The agency has said it will focus on:
- Broadly improving access and quality of mental healthcare and services
- Providing better access to substance use disorders prevention and treatment in a variety of settings, which would include nursing homes where such patients may come to recover from short-term health conditions.
- Ensuring effective pain treatment and management
- Promoting equity and person-centered care that addresses language barriers and cultural needs, whether delivered in-person or through telehealth
- Using data for effective actions and impact on behavioral health
How all of this will play out for nursing home operators is unclear. But there can be little hope that the spikes in depression, anxiety and other mood disorders associated with pandemic will resolve themselves.
We are a more-stressed nation, living in a more stressful time in a stressed-out world.
Today’s children, too, are reporting more mental health struggles than ever before, meaning this looks to be a long-term crisis. The struggles of people who are children today will still in some ways be with them as they age.
While we’ve on one hand gotten better at talking about behavioral health disorders, many of us are still guilty of stereotyping what the diagnosed must look like.
How many nursing homes have resisted taking patients with coexisting but controlled behavioral health disorders because they fear a reputational backlash? It’s hard to quantify, but the continued reluctance of many providers in Massachusetts to admit patients who need skilled care and medication-assisted therapy for a substance use disorder (SUD) tells part of the story.
Federal strategy will undoubtedly continue to target providers who reject patients with behavioral diagnoses without cause. But there is also a shifting acknowledgement from regulators that while some individuals with acute behavioral needs need care in a separate setting, many among us will just need help managing ADLs or other needs while keeping behavioral conditions in check. Why can’t those two needs be met in a nursing home?
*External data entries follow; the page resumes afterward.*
//! Client error types.

use taskcal_core::StoreError;
use taskcal_providers::ProviderError;
use taskcal_sync::SyncError;
use thiserror::Error;

/// Result type for client operations.
pub type ClientResult<T> = Result<T, ClientError>;

/// Errors that can occur in the client.
#[derive(Debug, Error)]
pub enum ClientError {
    /// Configuration error.
    #[error("configuration error: {0}")]
    Config(String),

    /// Provider error.
    #[error("provider error: {0}")]
    Provider(#[from] ProviderError),

    /// Local entity store error.
    #[error("store error: {0}")]
    Store(#[from] StoreError),

    /// Orchestration error.
    #[error("sync error: {0}")]
    Sync(#[from] SyncError),

    /// IO error.
    #[error("IO error: {0}")]
    Io(#[from] std::io::Error),

    /// The provider has no usable connection.
    #[error("authentication required: {0}")]
    AuthRequired(String),

    /// Every provider of a sync pass failed.
    #[error("sync failed: {0}")]
    SyncFailed(String),
}

impl ClientError {
    /// Creates a configuration error.
    pub fn config(message: impl Into<String>) -> Self {
        Self::Config(message.into())
    }
}
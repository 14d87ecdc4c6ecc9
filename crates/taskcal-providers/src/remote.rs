//! Remote entity APIs and the mappers between local and remote shapes.

use taskcal_core::{Entity, Provider, Service};

use crate::batch::Operation;
use crate::error::ProviderResult;
use crate::lists::CollectionApi;
use crate::provider::BoxFuture;

/// One page of a paginated listing.
#[derive(Debug, Clone, PartialEq, Eq)]
pub struct Page<T> {
    /// Items on this page.
    pub items: Vec<T>,
    /// Cursor for the next page; `None` on the last page.
    pub next_page_token: Option<String>,
    /// Items that did not decode, one message each.
    pub invalid: Vec<String>,
}

impl<T> Page<T> {
    /// Creates a page followed by `next_page_token`.
    pub fn new(items: Vec<T>, next_page_token: Option<String>) -> Self {
        Self {
            items,
            next_page_token,
            invalid: Vec::new(),
        }
    }

    /// Creates a final page.
    pub fn last(items: Vec<T>) -> Self {
        Self::new(items, None)
    }

    /// Builder method to record items that failed to decode.
    pub fn with_invalid(mut self, invalid: Vec<String>) -> Self {
        self.invalid = invalid;
        self
    }
}

/// CRUD on the entities of one remote service.
pub trait RemoteApi: CollectionApi {
    /// The provider's wire shape of an entity.
    type Payload: Clone + Send + Sync + 'static;

    /// Provider key.
    fn provider(&self) -> Provider;

    /// Service served by this API.
    fn service(&self) -> Service;

    /// Collection used when an entity names none (`@default`, `primary`).
    fn default_collection_id(&self) -> &str;

    /// Fetches one page of entities.
    fn list_page<'a>(
        &'a self,
        access_token: &'a str,
        collection_id: &'a str,
        page_token: Option<&'a str>,
    ) -> BoxFuture<'a, ProviderResult<Page<Self::Payload>>>;

    /// Creates an entity and returns the stored payload.
    fn create<'a>(
        &'a self,
        access_token: &'a str,
        collection_id: &'a str,
        payload: Self::Payload,
    ) -> BoxFuture<'a, ProviderResult<Self::Payload>>;

    /// Updates an entity and returns the stored payload.
    fn update<'a>(
        &'a self,
        access_token: &'a str,
        collection_id: &'a str,
        remote_id: &'a str,
        payload: Self::Payload,
    ) -> BoxFuture<'a, ProviderResult<Self::Payload>>;

    /// Deletes an entity.
    fn delete<'a>(
        &'a self,
        access_token: &'a str,
        collection_id: &'a str,
        remote_id: &'a str,
    ) -> BoxFuture<'a, ProviderResult<()>>;
}

/// Pure conversion between a local entity and a provider payload.
pub trait EntityMapper: Send + Sync {
    /// Local entity type.
    type Entity: Entity;
    /// Remote payload type.
    type Payload;

    /// Builds the payload for `operation`, leaving out fields the provider
    /// rejects on creation.
    fn to_remote(
        &self,
        entity: &Self::Entity,
        operation: Operation,
    ) -> ProviderResult<Self::Payload>;

    /// Converts a payload into a local entity with a tagged id.
    ///
    /// Returns `Ok(None)` for payloads that should be skipped (deleted or
    /// cancelled items).
    fn from_remote(
        &self,
        payload: Self::Payload,
        collection: Option<&str>,
    ) -> ProviderResult<Option<Self::Entity>>;

    /// Returns the remote id carried by a payload.
    fn remote_id<'p>(&self, payload: &'p Self::Payload) -> Option<&'p str>;
}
Connecticut-based iCare Health Network takes SUD patients and many more with a range of behavioral needs, a population that has evolved since the company started in the early 2000s.
One thing that has been a constant for CEO Chris Wright is the effort to educate not just about previously taboo topics such as drug use and HIV but even about more typical diagnoses of bipolar disorder, or potentially, sub-acute schizophrenia.
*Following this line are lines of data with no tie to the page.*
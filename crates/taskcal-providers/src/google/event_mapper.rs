//! Conversion between local events and Google Calendar payloads.

use chrono::{DateTime, NaiveDate, Utc};
use taskcal_core::{EntityId, Event, EventTime, Provider};

use super::calendar::{ApiEvent, ApiEventTime, ApiReminderOverride, ApiReminders};
use super::colors::{color_id_for_hex, hex_for_color_id};
use super::recurrence::{from_recurrence_lines, to_rrule};
use crate::batch::Operation;
use crate::error::{ProviderError, ProviderResult};
use crate::remote::EntityMapper;

const POPUP: &str = "popup";

/// Maps [`Event`] to and from [`ApiEvent`].
#[derive(Debug, Clone, Copy, Default)]
pub struct GoogleEventMapper;

fn to_api_time(time: EventTime) -> ApiEventTime {
    match time {
        EventTime::DateTime(dt) => ApiEventTime {
            date_time: Some(dt.to_rfc3339()),
            ..ApiEventTime::default()
        },
        EventTime::AllDay(date) => ApiEventTime {
            date: Some(date.format("%Y-%m-%d").to_string()),
            ..ApiEventTime::default()
        },
    }
}

fn from_api_time(time: &ApiEventTime) -> ProviderResult<EventTime> {
    if let Some(ref raw) = time.date_time {
        return DateTime::parse_from_rfc3339(raw)
            .map(EventTime::from_local)
            .map_err(|e| ProviderError::validation(format!("invalid dateTime {:?}: {}", raw, e)));
    }
    if let Some(ref raw) = time.date {
        return NaiveDate::parse_from_str(raw, "%Y-%m-%d")
            .map(EventTime::AllDay)
            .map_err(|e| ProviderError::validation(format!("invalid date {:?}: {}", raw, e)));
    }
    Err(ProviderError::validation("event time has neither dateTime nor date"))
}

fn reminders(minutes: Option<u32>, operation: Operation) -> Option<ApiReminders> {
    match (minutes, operation) {
        (Some(minutes), _) => Some(ApiReminders {
            use_default: false,
            overrides: vec![ApiReminderOverride {
                method: POPUP.to_string(),
                minutes,
            }],
        }),
        // Clearing a reminder falls back to the calendar defaults
        (None, Operation::Update) => Some(ApiReminders {
            use_default: true,
            overrides: Vec::new(),
        }),
        (None, Operation::Create) => None,
    }
}

impl EntityMapper for GoogleEventMapper {
    type Entity = Event;
    type Payload = ApiEvent;

    fn to_remote(&self, event: &Event, operation: Operation) -> ProviderResult<ApiEvent> {
        if event.start.is_all_day() != event.end.is_all_day() {
            return Err(ProviderError::validation(format!(
                "event {} mixes all-day and timed bounds",
                event.id
            )));
        }
        if event.end < event.start {
            return Err(ProviderError::validation(format!(
                "event {} ends before it starts",
                event.id
            )));
        }

        Ok(ApiEvent {
            summary: Some(event.title.clone()),
            description: event.description.clone(),
            location: event.location.clone(),
            start: Some(to_api_time(event.start)),
            end: Some(to_api_time(event.end)),
            recurrence: event.recurrence.as_ref().map(|r| vec![to_rrule(r)]),
            color_id: event
                .color
                .as_deref()
                .map(|hex| color_id_for_hex(hex).to_string()),
            reminders: reminders(event.reminder_minutes, operation),
            ..ApiEvent::default()
        })
    }

    fn from_remote(&self, payload: ApiEvent, calendar: Option<&str>) -> ProviderResult<Option<Event>> {
        if payload.status.as_deref() == Some("cancelled") {
            return Ok(None);
        }
        let id = payload
            .id
            .ok_or_else(|| ProviderError::validation("event has no id"))?;

        let start = payload
            .start
            .as_ref()
            .ok_or_else(|| ProviderError::validation(format!("event {} has no start", id)))
            .and_then(from_api_time)?;
        let end = match payload.end.as_ref() {
            Some(end) => from_api_time(end)?,
            None => start,
        };
        let recurrence = match payload.recurrence.as_deref() {
            Some(lines) => from_recurrence_lines(lines)?,
            None => None,
        };
        let reminder_minutes = payload.reminders.as_ref().and_then(|r| {
            r.overrides
                .iter()
                .find(|o| o.method == POPUP)
                .map(|o| o.minutes)
        });
        let updated_at = payload
            .updated
            .as_deref()
            .and_then(|raw| DateTime::parse_from_rfc3339(raw).ok())
            .map(|dt| dt.with_timezone(&Utc))
            .unwrap_or_else(Utc::now);

        Ok(Some(Event {
            id: EntityId::remote(Provider::Google, id),
            title: payload.summary.unwrap_or_default(),
            description: payload.description.filter(|d| !d.is_empty()),
            location: payload.location.filter(|l| !l.is_empty()),
            start,
            end,
            recurrence,
            color: payload
                .color_id
                .as_deref()
                .and_then(hex_for_color_id)
                .map(str::to_string),
            reminder_minutes,
            calendar: calendar.map(str::to_string),
            updated_at,
        }))
    }

    fn remote_id<'p>(&self, payload: &'p ApiEvent) -> Option<&'p str> {
        payload.id.as_deref()
    }
}

#[cfg(test)]
mod tests {
    use super::*;
    use crate::error::ProviderErrorCode;
    use chrono::TimeZone;
    use taskcal_core::{Recurrence, RecurrenceType};

    fn utc(y: i32, m: u32, d: u32, h: u32) -> EventTime {
        EventTime::from_utc(Utc.with_ymd_and_hms(y, m, d, h, 0, 0).unwrap())
    }

    fn date(y: i32, m: u32, d: u32) -> NaiveDate {
        NaiveDate::from_ymd_opt(y, m, d).unwrap()
    }

    fn stored(mut payload: ApiEvent, id: &str) -> ApiEvent {
        payload.id = Some(id.to_string());
        payload
    }

    #[test]
    fn round_trip_keeps_mapped_fields() {
        let event = Event::new("a", "Planning", utc(2025, 5, 2, 9), utc(2025, 5, 2, 10))
            .with_recurrence(
                Recurrence::new(RecurrenceType::Weekly)
                    .with_interval(2)
                    .with_end_date(date(2025, 8, 29)),
            )
            .with_color("#33B679")
            .with_reminder(15)
            .with_calendar("Work");

        let payload = GoogleEventMapper.to_remote(&event, Operation::Create).unwrap();
        let back = GoogleEventMapper
            .from_remote(stored(payload, "ev1"), Some("Work"))
            .unwrap()
            .unwrap();

        assert_eq!(back.id.to_string(), "google-ev1");
        assert_eq!(back.title, event.title);
        assert_eq!(back.start, event.start);
        assert_eq!(back.end, event.end);
        assert_eq!(back.recurrence, event.recurrence);
        assert_eq!(back.color.as_deref(), Some("#33b679"));
        assert_eq!(back.reminder_minutes, Some(15));
        assert_eq!(back.calendar.as_deref(), Some("Work"));
    }

    #[test]
    fn all_day_events_use_dates() {
        let event = Event::new(
            "a",
            "Holiday",
            EventTime::from_date(date(2025, 12, 25)),
            EventTime::from_date(date(2025, 12, 26)),
        );
        let payload = GoogleEventMapper.to_remote(&event, Operation::Create).unwrap();
        let start = payload.start.clone().unwrap();
        assert_eq!(start.date.as_deref(), Some("2025-12-25"));
        assert_eq!(start.date_time, None);

        let back = GoogleEventMapper
            .from_remote(stored(payload, "h"), None)
            .unwrap()
            .unwrap();
        assert_eq!(back.start, EventTime::AllDay(date(2025, 12, 25)));
    }

    #[test]
    fn offset_times_normalize_to_utc() {
        let payload = ApiEvent {
            id: Some("e".into()),
            start: Some(ApiEventTime {
                date_time: Some("2025-05-02T11:00:00+02:00".into()),
                time_zone: Some("Europe/Paris".into()),
                ..ApiEventTime::default()
            }),
            ..ApiEvent::default()
        };
        let event = GoogleEventMapper.from_remote(payload, None).unwrap().unwrap();
        assert_eq!(event.start, utc(2025, 5, 2, 9));
        // No end means a zero-length event
        assert_eq!(event.end, event.start);
    }

    #[test]
    fn unknown_color_defaults() {
        let event = Event::new("a", "x", utc(2025, 1, 1, 9), utc(2025, 1, 1, 10)).with_color("#abcdef");
        let payload = GoogleEventMapper.to_remote(&event, Operation::Create).unwrap();
        assert_eq!(payload.color_id.as_deref(), Some("7"));
    }

    #[test]
    fn first_popup_reminder_wins() {
        let payload = ApiEvent {
            id: Some("e".into()),
            start: Some(ApiEventTime {
                date: Some("2025-01-01".into()),
                ..ApiEventTime::default()
            }),
            reminders: Some(ApiReminders {
                use_default: false,
                overrides: vec![
                    ApiReminderOverride { method: "email".into(), minutes: 60 },
                    ApiReminderOverride { method: "popup".into(), minutes: 10 },
                    ApiReminderOverride { method: "popup".into(), minutes: 30 },
                ],
            }),
            ..ApiEvent::default()
        };
        let event = GoogleEventMapper.from_remote(payload, None).unwrap().unwrap();
        assert_eq!(event.reminder_minutes, Some(10));
    }

    #[test]
    fn reminder_payload_by_operation() {
        let event = Event::new("a", "x", utc(2025, 1, 1, 9), utc(2025, 1, 1, 10));
        let create = GoogleEventMapper.to_remote(&event, Operation::Create).unwrap();
        assert!(create.reminders.is_none());
        let update = GoogleEventMapper.to_remote(&event, Operation::Update).unwrap();
        assert!(update.reminders.unwrap().use_default);
    }

    #[test]
    fn cancelled_events_are_skipped() {
        let payload = ApiEvent {
            id: Some("e".into()),
            status: Some("cancelled".into()),
            ..ApiEvent::default()
        };
        assert!(GoogleEventMapper.from_remote(payload, None).unwrap().is_none());
    }

    #[test]
    fn inverted_bounds_are_rejected() {
        let event = Event::new("a", "x", utc(2025, 1, 1, 10), utc(2025, 1, 1, 9));
        let err = GoogleEventMapper.to_remote(&event, Operation::Create).unwrap_err();
        assert_eq!(err.code(), ProviderErrorCode::ValidationError);

        let mixed = Event::new(
            "b",
            "x",
            EventTime::from_date(date(2025, 1, 1)),
            utc(2025, 1, 1, 9),
        );
        assert!(GoogleEventMapper.to_remote(&mixed, Operation::Create).is_err());
    }
}
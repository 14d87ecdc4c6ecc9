//! Sync orchestration: run every configured provider and schedule passes.
//!
//! - [`SyncManager`] runs the enabled providers one after the other and
//!   isolates their failures from each other
//! - [`SyncScheduler`] repeats passes on an interval with jitter and backs off
//!   while every provider keeps failing
//!
//! # Example
//!
//! ```rust,ignore
//! use std::sync::Arc;
//! use taskcal_sync::{SchedulerConfig, SyncManager, SyncScheduler};
//!
//! let manager = SyncManager::new()
//!     .with_provider(Arc::new(google::tasks_sync(oauth, kv, store)))?;
//! let summary = manager.sync_all().await;
//! println!("synced {}", summary.total().synced_count);
//!
//! let scheduler = SyncScheduler::new(SchedulerConfig::default(), Arc::new(manager));
//! let handle = scheduler.handle();
//! tokio::spawn(scheduler.run());
//! handle.sync_now().await?;
//! ```

mod error;
mod manager;
mod scheduler;

pub use error::{ManagerResult, SyncError};
pub use manager::{ProviderOutcome, SyncManager, SyncSummary};
pub use scheduler::{
    SchedulerCommand, SchedulerConfig, SchedulerHandle, SchedulerState, SyncScheduler,
};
iCare manages six behavioral health units, often co-located on the same campus as or in a secure part of a building shared with a traditional skilled nursing unit. The company also offers in-demand specialty treatments and has been successful in keeping beds full on both ends by committing to conversations about conscientious, compassionate care.
“There’s a stigma that people have or maybe even a fear, but when you go walk down any of our behavioral units, are the residents more ambulatory, yes? They’ll come up and talk to you. But they’re not harmful; they’re just like anyone else,” Wright told me last week. “If you have a mother or loved one that you put in the nursing home and you realize, oh, they have a behavioral unit, It just takes a lot of education for that family. They tour the building and see the program and it alleviates a lot of that stigma that people may have.”
With the latest dispatch from CMS, it’s becoming abundantly clear that more providers will need an education of their own. The time to hit the books is now.
Kimberly Marselas is senior editor of McKnight’s Long-Term Care News.
Opinions expressed in McKnight’s Long-Term Care News columns are not necessarily those of McKnight’s.